GOAL OF THE EXERCISE:
Among the entries that follow, some lines contain the word "PartialEq". Show all of them.

---+---

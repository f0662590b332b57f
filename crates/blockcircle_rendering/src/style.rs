//! Colors and the palette used to draw a circle preview.
//!
//! Dark grid, emerald blocks, red center marker.

use std::fmt;
use std::str::FromStr;

use bytemuck::{Pod, Zeroable};
use serde::{Deserialize, Serialize};
use thiserror::Error;

/// A color string that is not `#rrggbb` or `#rrggbbaa`.
#[derive(Error, Debug, Clone, PartialEq, Eq)]
#[error("invalid color {0:?}: expected #rrggbb or #rrggbbaa")]
pub struct InvalidColor(pub String);

/// 8-bit RGBA color, laid out exactly like one surface pixel.
#[derive(
    Debug, Clone, Copy, Default, PartialEq, Eq, Hash, Pod, Zeroable, Serialize, Deserialize,
)]
#[serde(try_from = "String", into = "String")]
#[repr(C)]
pub struct Color {
    /// Red component.
    pub r: u8,
    /// Green component.
    pub g: u8,
    /// Blue component.
    pub b: u8,
    /// Alpha component (255 = opaque).
    pub a: u8,
}

impl Color {
    /// Transparent black.
    pub const TRANSPARENT: Self = Self::rgba(0, 0, 0, 0);
    /// Solid black.
    pub const BLACK: Self = Self::rgba(0, 0, 0, 255);
    /// Solid white.
    pub const WHITE: Self = Self::rgba(255, 255, 255, 255);
    /// Grid line gray.
    pub const GRID: Self = Self::hex(0x3741_5180);
    /// Emerald block fill.
    pub const EMERALD: Self = Self::hex(0x10b9_81ff);
    /// Darker emerald block edge.
    pub const EMERALD_DARK: Self = Self::hex(0x0596_69ff);
    /// Center marker fill.
    pub const RED: Self = Self::hex(0xef44_44ff);
    /// Center marker edge.
    pub const RED_DARK: Self = Self::hex(0xdc26_26ff);

    /// Creates a color from RGBA components.
    #[must_use]
    pub const fn rgba(r: u8, g: u8, b: u8, a: u8) -> Self {
        Self { r, g, b, a }
    }

    /// Creates an opaque color.
    #[must_use]
    pub const fn rgb(r: u8, g: u8, b: u8) -> Self {
        Self::rgba(r, g, b, 255)
    }

    /// Creates a color from `0xRRGGBBAA`.
    #[must_use]
    pub const fn hex(hex: u32) -> Self {
        let [r, g, b, a] = hex.to_be_bytes();
        Self::rgba(r, g, b, a)
    }

    /// Returns a new color with different alpha.
    #[must_use]
    pub const fn with_alpha(self, a: u8) -> Self {
        Self::rgba(self.r, self.g, self.b, a)
    }

    /// Returns true if the color fully covers what is under it.
    #[inline]
    #[must_use]
    pub const fn is_opaque(self) -> bool {
        self.a == 255
    }

    /// Composites `self` over `dst` (source-over, straight alpha).
    #[must_use]
    pub fn over(self, dst: Self) -> Self {
        match self.a {
            255 => return self,
            0 => return dst,
            _ => {}
        }

        let sa = f32::from(self.a) / 255.0;
        let da = f32::from(dst.a) / 255.0;
        let out_a = sa + da * (1.0 - sa);
        let mix = |s: u8, d: u8| -> u8 {
            let c = (f32::from(s) * sa + f32::from(d) * da * (1.0 - sa)) / out_a;
            c.round().clamp(0.0, 255.0) as u8
        };

        Self::rgba(
            mix(self.r, dst.r),
            mix(self.g, dst.g),
            mix(self.b, dst.b),
            (out_a * 255.0).round() as u8,
        )
    }
}

impl fmt::Display for Color {
    fn fmt(&self, f: &mut fmt::Formatter<'_>) -> fmt::Result {
        write!(f, "#{:02x}{:02x}{:02x}", self.r, self.g, self.b)?;
        if !self.is_opaque() {
            write!(f, "{:02x}", self.a)?;
        }
        Ok(())
    }
}

impl FromStr for Color {
    type Err = InvalidColor;

    fn from_str(s: &str) -> Result<Self, Self::Err> {
        let invalid = || InvalidColor(s.to_string());
        let digits = s.strip_prefix('#').ok_or_else(invalid)?;
        if !digits.bytes().all(|b| b.is_ascii_hexdigit()) {
            return Err(invalid());
        }
        let value = u32::from_str_radix(digits, 16).map_err(|_| invalid())?;
        match digits.len() {
            6 => Ok(Self::hex((value << 8) | 0xff)),
            8 => Ok(Self::hex(value)),
            _ => Err(invalid()),
        }
    }
}

impl TryFrom<String> for Color {
    type Error = InvalidColor;

    fn try_from(value: String) -> Result<Self, Self::Error> {
        value.parse()
    }
}

impl From<Color> for String {
    fn from(color: Color) -> Self {
        color.to_string()
    }
}

/// Fill and edge color for one kind of block.
#[derive(Debug, Clone, Copy, PartialEq, Eq, Serialize, Deserialize)]
#[serde(deny_unknown_fields)]
pub struct BlockStyle {
    /// Interior color.
    pub fill: Color,
    /// One-pixel edge color.
    pub stroke: Color,
}

/// Every color the renderer uses.
#[derive(Debug, Clone, Copy, PartialEq, Eq, Serialize, Deserialize)]
#[serde(default, deny_unknown_fields)]
pub struct Palette {
    /// Color the surface is cleared to.
    pub background: Color,
    /// Grid line color.
    pub grid: Color,
    /// Circle blocks.
    pub block: BlockStyle,
    /// The `(0, 0)` marker.
    pub center: BlockStyle,
}

impl Default for Palette {
    fn default() -> Self {
        Self {
            background: Color::TRANSPARENT,
            grid: Color::GRID,
            block: BlockStyle {
                fill: Color::EMERALD,
                stroke: Color::EMERALD_DARK,
            },
            center: BlockStyle {
                fill: Color::RED,
                stroke: Color::RED_DARK,
            },
        }
    }
}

---+---

ANSWER BOX:
#[derive(Error, Debug, Clone, PartialEq, Eq)]
    Debug, Clone, Copy, Default, PartialEq, Eq, Hash, Pod, Zeroable, Serialize, Deserialize,
#[derive(Debug, Clone, Copy, PartialEq, Eq, Serialize, Deserialize)]
#[derive(Debug, Clone, Copy, PartialEq, Eq, Serialize, Deserialize)]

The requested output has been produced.